Guidelines for anal cancer recommend assessment of response at 6-12 weeks after starting treatment. Using data from the ACT II trial, we determined the optimum timepoint to assess clinical tumour response after chemoradiotherapy.
The previously reported ACT II trial was a phase 3 randomised trial of patients of any age with newly diagnosed, histologically confirmed, squamous cell carcinoma of the anus without metastatic disease from 59 centres in the UK. We randomly assigned patients (by minimisation) to receive either intravenous mitomycin (one dose of 12 mg/m2 on day 1) or intravenous cisplatin (one dose of 60 mg/m2 on days 1 and 29), with intravenous fluorouracil (one dose of 1000 mg/m2 per day on days 1-4 and 29-32) and radiotherapy (50·4 Gy in 28 daily fractions); and also did a second randomisation after initial therapy to maintenance chemotherapy (fluorouracil and cisplatin) or no maintenance chemotherapy. The primary outcome was complete clinical response (the absence of primary and nodal tumour by clinical examination), in addition to overall survival and progression-free survival from time of randomisation. In this post-hoc analysis, we analysed complete clinical response at three timepoints: 11 weeks from the start of chemoradiotherapy (assessment 1), 18 weeks from the start of chemoradiotherapy (assessment 2), and 26 weeks from the start of chemoradiotherapy (assessment 3) as well as the overall and progression-free survival estimates of patients with complete clinical response or without complete clinical response at each assessment. We analysed both the overall trial population and a subgroup of patients who had attended each of the three assessments by modified intention-to-treat.

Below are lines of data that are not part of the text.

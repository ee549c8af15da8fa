//! Binds the economy and progression rules to the event bus.
//!
//! [`GameDataService`] is the single owner of the live [`PlayerState`].
//! Every request runs as one transaction under the state lock: the engine
//! works on a copy, the copy is committed, the lock is released, and only
//! then are result events published. Handlers reached by those events may
//! issue further requests without deadlocking.

use std::sync::{Arc, Mutex, MutexGuard, PoisonError, Weak};

use menu_core::{
    AutoEquip, CharacterId, CharacterOracle, ClaimReward, Committed, DeleteMessage, EconomyEngine,
    EquipGear, GameConfig, GameError, InvariantViolation, LevelMeter, LevelUp, MarkRead,
    MessageId, PlayerState, Purchase, PurchaseError, PurchaseReceipt, ResetFunds, ResetLevels,
    Settings, ShopItemId, ShopOracle, Transaction, TransactionPhase, TransactionPhaseError,
    TransactionResult, UndeleteMessage, UnequipAll, UnequipSlot, UpdateSettings, can_level_up,
    power_score,
};

use crate::error::Result;
use crate::events::{
    Aspect, CharacterEvent, Event, EventBus, HomeEvent, InventoryEvent, MailEvent,
    PurchaseFailure, SettingsEvent, SettingsRequest, ShopEvent, Subscription, Topic, ViewEvent,
    WalletEvent,
};
use crate::oracle::OracleManager;
use crate::view::ScreenId;

use super::payment::{PaymentOutcome, PaymentProcessor};

pub struct GameDataService {
    state: Mutex<PlayerState>,
    aspect: Mutex<Aspect>,
    oracles: OracleManager,
    config: GameConfig,
    payments: Arc<dyn PaymentProcessor>,
    bus: EventBus,
}
//! Shop listing loader.

use std::path::Path;

use menu_core::ShopItemDefinition;
use serde::{Deserialize, Serialize};

use crate::loaders::{LoadResult, ensure_unique_ids, parse_ron, read_file};

/// Shop catalog structure for RON files.
#[derive(Debug, Clone, Serialize, Deserialize)]
pub struct ShopCatalog {
    pub items: Vec<ShopItemDefinition>,
}

/// Loader for shop listings from RON files.
pub struct ShopLoader;

impl ShopLoader {
    /// Load shop listings from a RON file.
    pub fn load(path: &Path) -> LoadResult<Vec<ShopItemDefinition>> {
        Self::parse(&read_file(path)?)
    }

    pub fn parse(content: &str) -> LoadResult<Vec<ShopItemDefinition>> {
        let catalog: ShopCatalog = parse_ron(content, "shop catalog")?;
        ensure_unique_ids(&catalog.items, |item| item.id, "shop item")?;

        for item in &catalog.items {
            if item.discount > menu_core::economy::MAX_DISCOUNT {
                tracing::warn!(
                    item = %item.id,
                    discount = item.discount,
                    "discount above 100%, listing will be free"
                );
            }
        }

        Ok(catalog.items)
    }
}
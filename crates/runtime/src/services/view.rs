//! Binds the view state machine to the view topic.

use std::sync::{Arc, Mutex, MutexGuard, PoisonError};

use crate::events::{Event, EventBus, Subscription, Topic, ViewEvent};
use crate::view::{OverlayId, OverlayPolicy, ScreenId, ViewStateMachine};

/// Owns the [`ViewStateMachine`] and publishes its transitions.
#[derive(Debug)]
pub struct ViewService {
    machine: Mutex<ViewStateMachine>,
    bus: EventBus,
}

impl ViewService {
    pub fn new(policy: OverlayPolicy, bus: EventBus) -> Self {
        Self {
            machine: Mutex::new(ViewStateMachine::new(policy)),
            bus,
        }
    }

    pub fn current(&self) -> ScreenId {
        self.lock().current()
    }

    pub fn overlay(&self) -> Option<OverlayId> {
        self.lock().overlay()
    }

    pub fn show_modal(&self, screen: ScreenId) {
        let events = self.lock().show_modal(screen);
        self.emit(events);
    }

    pub fn show_overlay(&self, overlay: OverlayId) {
        let events = self.lock().show_overlay(overlay);
        self.emit(events);
    }

    pub fn hide_overlay(&self, overlay: OverlayId) {
        let events = self.lock().hide_overlay(overlay);
        self.emit(events);
    }

    /// Handles navigation requests published on [`Topic::View`].
    pub fn attach(self: &Arc<Self>) -> Vec<Subscription> {
        let service = Arc::downgrade(self);
        let subscription = self.bus.subscribe(Topic::View, move |event| {
            let Some(service) = service.upgrade() else {
                return;
            };
            match event {
                Event::View(ViewEvent::ShowScreenRequested(screen)) => service.show_modal(*screen),
                Event::View(ViewEvent::OpenOverlayRequested(overlay)) => {
                    service.show_overlay(*overlay)
                }
                Event::View(ViewEvent::CloseOverlayRequested(overlay)) => {
                    service.hide_overlay(*overlay)
                }
                _ => {}
            }
        });
        vec![subscription]
    }

    fn emit(&self, events: Vec<ViewEvent>) {
        for event in events {
            tracing::debug!(?event, "view transition");
            self.bus.publish(event);
        }
    }

    fn lock(&self) -> MutexGuard<'_, ViewStateMachine> {
        // Transitions replace fields without calling out, so a poisoned
        // machine is still consistent.
        self.machine.lock().unwrap_or_else(PoisonError::into_inner)
    }
}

This study is registered at controlled-trials.com, ISRCTN 26715889.
We enrolled 940 patients from June 4, 2001, until Dec 16, 2008. Complete clinical response was achieved in 492 (52%) of 940 patients at assessment 1 (11 weeks), 665 (71%) of patients at assessment 2 (18 weeks), and 730 (78%) of patients at assessment 3 (26 weeks). 691 patients attended all three assessments and in this subgroup, complete clinical response was reported in 441 (64%) patients at assessment 1, 556 (80%) at assessment 2, and 590 (85%) at assessments 3. 151 (72%) of the 209 patients who had not had a complete clinical response at assessment 1 had a complete clinical response by assessment 3. In the overall trial population of 940 patients, 5 year overall survival in patients who had a clinical response at assessments 1, 2, 3 was 83% (95% CI 79-86), 84% (81-87), and 87% (84-89), respectively and was 72% (66-78), 59% (49-67), and 46% (37-55) for patients who did not have a complete clinical response at assessments 1, 2, 3, respectively. In the subgroup of 691 patients, 5 year overall survival in patients who had a clinical response at assessment 1, 2, 3 was 85% (81-88), 86% (82-88), and 87% (84-90), respectively, and was 75% (68-80), 61% (50-70), and 48% (36-58) for patients who did not have a complete clinical response at assessment 1, 2, 3, respectively. Similarly, progression-free survival in both the overall trial population and the subgroup was longer in patients who had a complete clinical response, compared with patients who did not have a complete clinical response, at all three assessments.
Many patients who do not have a complete clinical response when assessed at 11 weeks after commencing chemoradiotherapy do in fact respond by 26 weeks, and the earlier assessment could lead to some patients having unnecessary surgery. Our data suggests that the optimum time for assessment of complete clinical response after chemoradiotherapy for patients with squamous cell carcinoma of the anus is 26 weeks from starting chemoradiotherapy. We suggest that guidelines should be revised to indicate that later assessment is acceptable.